The mineralogical identification of the carbonaceous shale samples obtained from different depths of two boreholes analyzed using X-ray diffraction (XRD) values and patterns is presented in

Table 1. Mineral composition of the carbonaceous shale samples from different depths.

Sample ID	Formation	Depth (m)	Mineral Composition (%)
			Qtz	Micr	Alb	Chl	Ill	I/S	Mont	Dol	Cal	Pyr
SBH1	Mikambeni	370	25.95	13.05	8.40	2.15	15.20	8.25	21.35	-	5.30	-
SBH2		380	25.10	12.85	7.25	2.70	16.80	9.80	21.90	-	4.40	-
SBH3		390	29.55	8.80	6.05	3.45	14.85	9.70	20.50	-	6.45	1.50
SBH4		410	25.75	10.45	4.90	3.55	15.90	9.05	18.05	-	8.80	3.02
SBH5		430	25.60	9.15	5.05	2.05	18.50	10.40	18.25	10.35	-	1.20
SBH6		440	33.02	9.50	4.45	3.73	19.26	11.98	9.85	7.30	-	1.00
SBH7		450	34.80	8.80	3.05	3.15	19.70	12.20	7.80	11.05	-	-
SBH8		470	35.60	9.75	-	4.05	20.50	13.20	5.40	10.65	-	1.50

Note: Qtz—Quartz, Micr—Microcline, Alb—Albite, Chl—Chlorite, Ill—Illite, I/S—Mixed Iliite/Smectite, Mont—Montmorillonite, Dol—Dolomite, Calcite—Cal, Pyr—Pyrite.

and Figure 3a,b.

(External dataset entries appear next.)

//! Client certificate revocation checks
//!
//! After the TLS handshake the presented certificates are checked against
//! the configured revocation sources. Every active method runs against every
//! certificate within its depth and the first failure rejects the client.
//!
//! Depth counts certificates from the leaf, inclusive. A depth of 0 is
//! treated as 1, so the leaf is always checked.

mod crl;
mod fetch;
mod ocsp;

use std::borrow::Cow;
use std::fmt;
use std::str::FromStr;
use std::sync::Arc;
use std::time::Duration;

use async_trait::async_trait;
use chrono::{DateTime, Utc};
use serde::{Deserialize, Serialize};
use tracing::{debug, info};

use crate::certificate::{find_issuer, CertificateError, PeerCertificate};
use crate::config::{ConfigError, RevocationConfig};

pub use crl::{CrlVerifier, RevocationList};
pub use ocsp::{OcspStatus, OcspVerifier, ResponseStatus};

/// A revocation checking method
#[derive(Debug, Clone, Copy, PartialEq, Eq, Hash, Serialize, Deserialize)]
#[serde(try_from = "String", into = "String")]
pub enum ValidationMethod {
    Ocsp,
    Crl,
}

impl ValidationMethod {
    /// Parse a comma separated list such as `"OCSP, crl"`
    pub fn parse_list(value: &str) -> Result<Vec<Self>, ConfigError> {
        value
            .split(',')
            .map(str::trim)
            .filter(|token| !token.is_empty())
            .map(str::parse)
            .collect()
    }

    pub fn as_str(&self) -> &'static str {
        match self {
            Self::Ocsp => "OCSP",
            Self::Crl => "CRL",
        }
    }
}

impl FromStr for ValidationMethod {
    type Err = ConfigError;

    fn from_str(s: &str) -> Result<Self, Self::Err> {
        match s.trim().to_ascii_uppercase().as_str() {
            "OCSP" => Ok(Self::Ocsp),
            "CRL" => Ok(Self::Crl),
            _ => Err(ConfigError::InvalidMethod(s.trim().to_string())),
        }
    }
}

impl TryFrom<String> for ValidationMethod {
    type Error = ConfigError;

    fn try_from(value: String) -> Result<Self, Self::Error> {
        value.parse()
    }
}

impl From<ValidationMethod> for String {
    fn from(method: ValidationMethod) -> Self {
        method.as_str().to_string()
    }
}

impl fmt::Display for ValidationMethod {
    fn fmt(&self, f: &mut fmt::Formatter<'_>) -> fmt::Result {
        f.write_str(self.as_str())
    }
}

#[derive(Debug, thiserror::Error)]
pub enum VerifyError {
    #[error("client certificate not received")]
    NoCertificate,

    #[error(transparent)]
    Certificate(#[from] CertificateError),

    #[error("neither the issuer certificate is present in the chain nor is the issuer certificate URL present in AIA of {subject}")]
    IssuerUnavailable { subject: String },

    #[error("no OCSP responder configured and no OCSP server in AIA of {subject}")]
    NoOcspResponder { subject: String },

    #[error("request to {url} failed: {source}")]
    Http { url: String, source: reqwest::Error },

    #[error("invalid OCSP response: {0}")]
    OcspResponse(String),

    #[error("OCSP responder failed with status {0}")]
    OcspServerFailed(ResponseStatus),

    #[error("OCSP responder does not know certificate with serial number {serial}")]
    OcspUnknown { serial: String },

    #[error("certificate revoked: serial number {serial} revoked at {revoked_at}")]
    Revoked {
        serial: String,
        revoked_at: DateTime<Utc>,
    },

    #[error("neither offline crl file nor crl distribution points in certificate nor configured crl distribution points exist")]
    NoCrl,

    #[error("failed to parse CRL: {0}")]
    CrlParse(String),

    #[error("crl expired")]
    CrlExpired,

    #[error("failed to verify CRL signature: {0}")]
    CrlSignature(String),

    #[error("failed to read offline CRL {path}: {source}")]
    OfflineCrl {
        path: String,
        source: std::io::Error,
    },
}

impl From<asn1_rs::Error> for VerifyError {
    fn from(e: asn1_rs::Error) -> Self {
        VerifyError::OcspResponse(e.to_string())
    }
}

impl From<asn1_rs::Err<asn1_rs::Error>> for VerifyError {
    fn from(e: asn1_rs::Err<asn1_rs::Error>) -> Self {
        VerifyError::OcspResponse(format!("malformed response: {}", e))
    }
}

impl From<asn1_rs::SerializeError> for VerifyError {
    fn from(e: asn1_rs::SerializeError) -> Self {
        VerifyError::OcspResponse(format!("failed to encode request: {}", e))
    }
}

/// One revocation method applied to a single certificate
#[async_trait]
pub trait RevocationCheck: Send + Sync {
    fn method(&self) -> ValidationMethod;

    /// Number of certificates checked, counting from the leaf
    fn depth(&self) -> usize;

    /// Check `cert`. `issuer` is the issuer paired with it in the presented
    /// chain, when one is known.
    async fn check(
        &self,
        cert: &PeerCertificate,
        issuer: Option<&PeerCertificate>,
    ) -> Result<(), VerifyError>;
}

/// The ordered set of active revocation methods
#[derive(Clone, Default)]
pub struct RevocationVerifier {
    checks: Vec<Arc<dyn RevocationCheck>>,
}

impl RevocationVerifier {
    pub fn new(checks: Vec<Arc<dyn RevocationCheck>>) -> Self {
        Self { checks }
    }

    /// Build the configured methods, validating their static inputs
    pub fn from_config(config: &RevocationConfig) -> Result<Self, ConfigError> {
        let http = fetch::http_client(Duration::from_secs(config.http_timeout_secs))?;

        let mut checks: Vec<Arc<dyn RevocationCheck>> = Vec::new();
        for method in &config.methods {
            if checks.iter().any(|c| c.method() == *method) {
                continue;
            }
            let check: Arc<dyn RevocationCheck> = match method {
                ValidationMethod::Ocsp => Arc::new(OcspVerifier::new(&config.ocsp, http.clone())?),
                ValidationMethod::Crl => Arc::new(CrlVerifier::new(&config.crl, http.clone())?),
            };
            info!(method = %method, depth = check.depth(), "Client certificate validation enabled");
            checks.push(check);
        }

        Ok(Self::new(checks))
    }

    pub fn is_empty(&self) -> bool {
        self.checks.is_empty()
    }

    pub fn methods(&self) -> Vec<ValidationMethod> {
        self.checks.iter().map(|c| c.method()).collect()
    }

    /// Check the certificates a client presented.
    ///
    /// `verified_chains` are chains already validated against the trust
    /// store, leaf first; each certificate is paired with the next one as its
    /// issuer and the last one with itself. When no verified chain is given,
    /// `raw_certs` are parsed and issuers are looked up among them.
    pub async fn verify_peer_certificate(
        &self,
        raw_certs: &[Vec<u8>],
        verified_chains: &[Vec<PeerCertificate>],
    ) -> Result<(), VerifyError> {
        if self.checks.is_empty() {
            return Ok(());
        }

        if verified_chains.iter().any(|chain| !chain.is_empty()) {
            for chain in verified_chains {
                self.verify_chain(chain).await?;
            }
            return Ok(());
        }

        if raw_certs.is_empty() {
            return Err(VerifyError::NoCertificate);
        }
        let certs = raw_certs
            .iter()
            .map(|der| PeerCertificate::from_der(der))
            .collect::<Result<Vec<_>, _>>()?;
        self.verify_raw(&certs).await
    }

    async fn verify_chain(&self, chain: &[PeerCertificate]) -> Result<(), VerifyError> {
        for check in &self.checks {
            for (i, cert) in chain.iter().enumerate().take(effective_depth(check.depth())) {
                let issuer = chain.get(i + 1).unwrap_or(cert);
                debug!(
                    method = %check.method(),
                    subject = %cert.subject(),
                    serial = %cert.serial_hex(),
                    "Checking certificate revocation"
                );
                check.check(cert, Some(issuer)).await?;
            }
        }
        Ok(())
    }

    async fn verify_raw(&self, certs: &[PeerCertificate]) -> Result<(), VerifyError> {
        for check in &self.checks {
            for cert in certs.iter().take(effective_depth(check.depth())) {
                debug!(
                    method = %check.method(),
                    subject = %cert.subject(),
                    serial = %cert.serial_hex(),
                    "Checking certificate revocation"
                );
                check.check(cert, find_issuer(cert, certs)).await?;
            }
        }
        Ok(())
    }
}

impl fmt::Debug for RevocationVerifier {
    fn fmt(&self, f: &mut fmt::Formatter<'_>) -> fmt::Result {
        f.debug_struct("RevocationVerifier")
            .field("methods", &self.methods())
            .finish()
    }
}

fn effective_depth(depth: usize) -> usize {
    depth.max(1)
}

/// Resolve the issuer of `cert`: itself for a root CA, otherwise the paired
/// issuer, otherwise the certificate named by its AIA CA Issuers URL.
pub(crate) async fn resolve_issuer<'a>(
    http: &reqwest::Client,
    cert: &'a PeerCertificate,
    paired: Option<&'a PeerCertificate>,
) -> Result<Cow<'a, PeerCertificate>, VerifyError> {
    if cert.is_root_ca() {
        return Ok(Cow::Borrowed(cert));
    }
    if let Some(issuer) = paired {
        return Ok(Cow::Borrowed(issuer));
    }
    match cert.issuing_certificate_urls().first() {
        Some(url) => {
            debug!(subject = %cert.subject(), url = %url, "Fetching issuer certificate");
            Ok(Cow::Owned(fetch::fetch_certificate(http, url).await?))
        }
        None => Err(VerifyError::IssuerUnavailable {
            subject: cert.subject().to_string(),
        }),
    }
}
impl PendingResponder {
    pub fn url(&self, path: &str) -> String {
        format!("http://{}{}", self.addr, path)
    }

    pub fn serve(self, pki: TestPki) -> TestResponder {
        let state = Arc::new(ResponderState {
            pki,
            ocsp_hits: AtomicUsize::new(0),
            issuer_hits: AtomicUsize::new(0),
            crl_hits: AtomicUsize::new(0),
            ocsp_status: Mutex::new(HashMap::new()),
            crls: Mutex::new(HashMap::new()),
        });

        let router = Router::new()
            .route("/ocsp", post(ocsp))
            .route("/root.pem", get(root_certificate))
            .route("/intermediate.pem", get(intermediate_certificate))
            .route("/crl/:name", get(crl))
            .with_state(state.clone());
        tokio::spawn(async move {
            let _ = axum::serve(self.listener, router).await;
        });

        TestResponder {
            addr: self.addr,
            state,
        }
    }
}

/// OCSP, CRL and CA Issuers endpoints for a [`TestPki`]
pub(crate) struct TestResponder {
    addr: SocketAddr,
    state: Arc<ResponderState>,
}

The results show the presence of clay minerals composed of montmorillonite, mixed illite/smectite (I/S), illite, chlorite, and non-clay minerals such as dolomite, albite, microcline, pyrite, and quartz. The average quartz content was 29.42%, ranging from 25.10% to 35.60%. However, quartz with higher values was found at a depth of 470 m. The relatively high quartz content may be attributed to the preserved detrital silica input from associated siltstone facies, since it has high resistance to mechanical alteration, although diagenetic quartz can precipitate from the dissolution of feldspar [38,44].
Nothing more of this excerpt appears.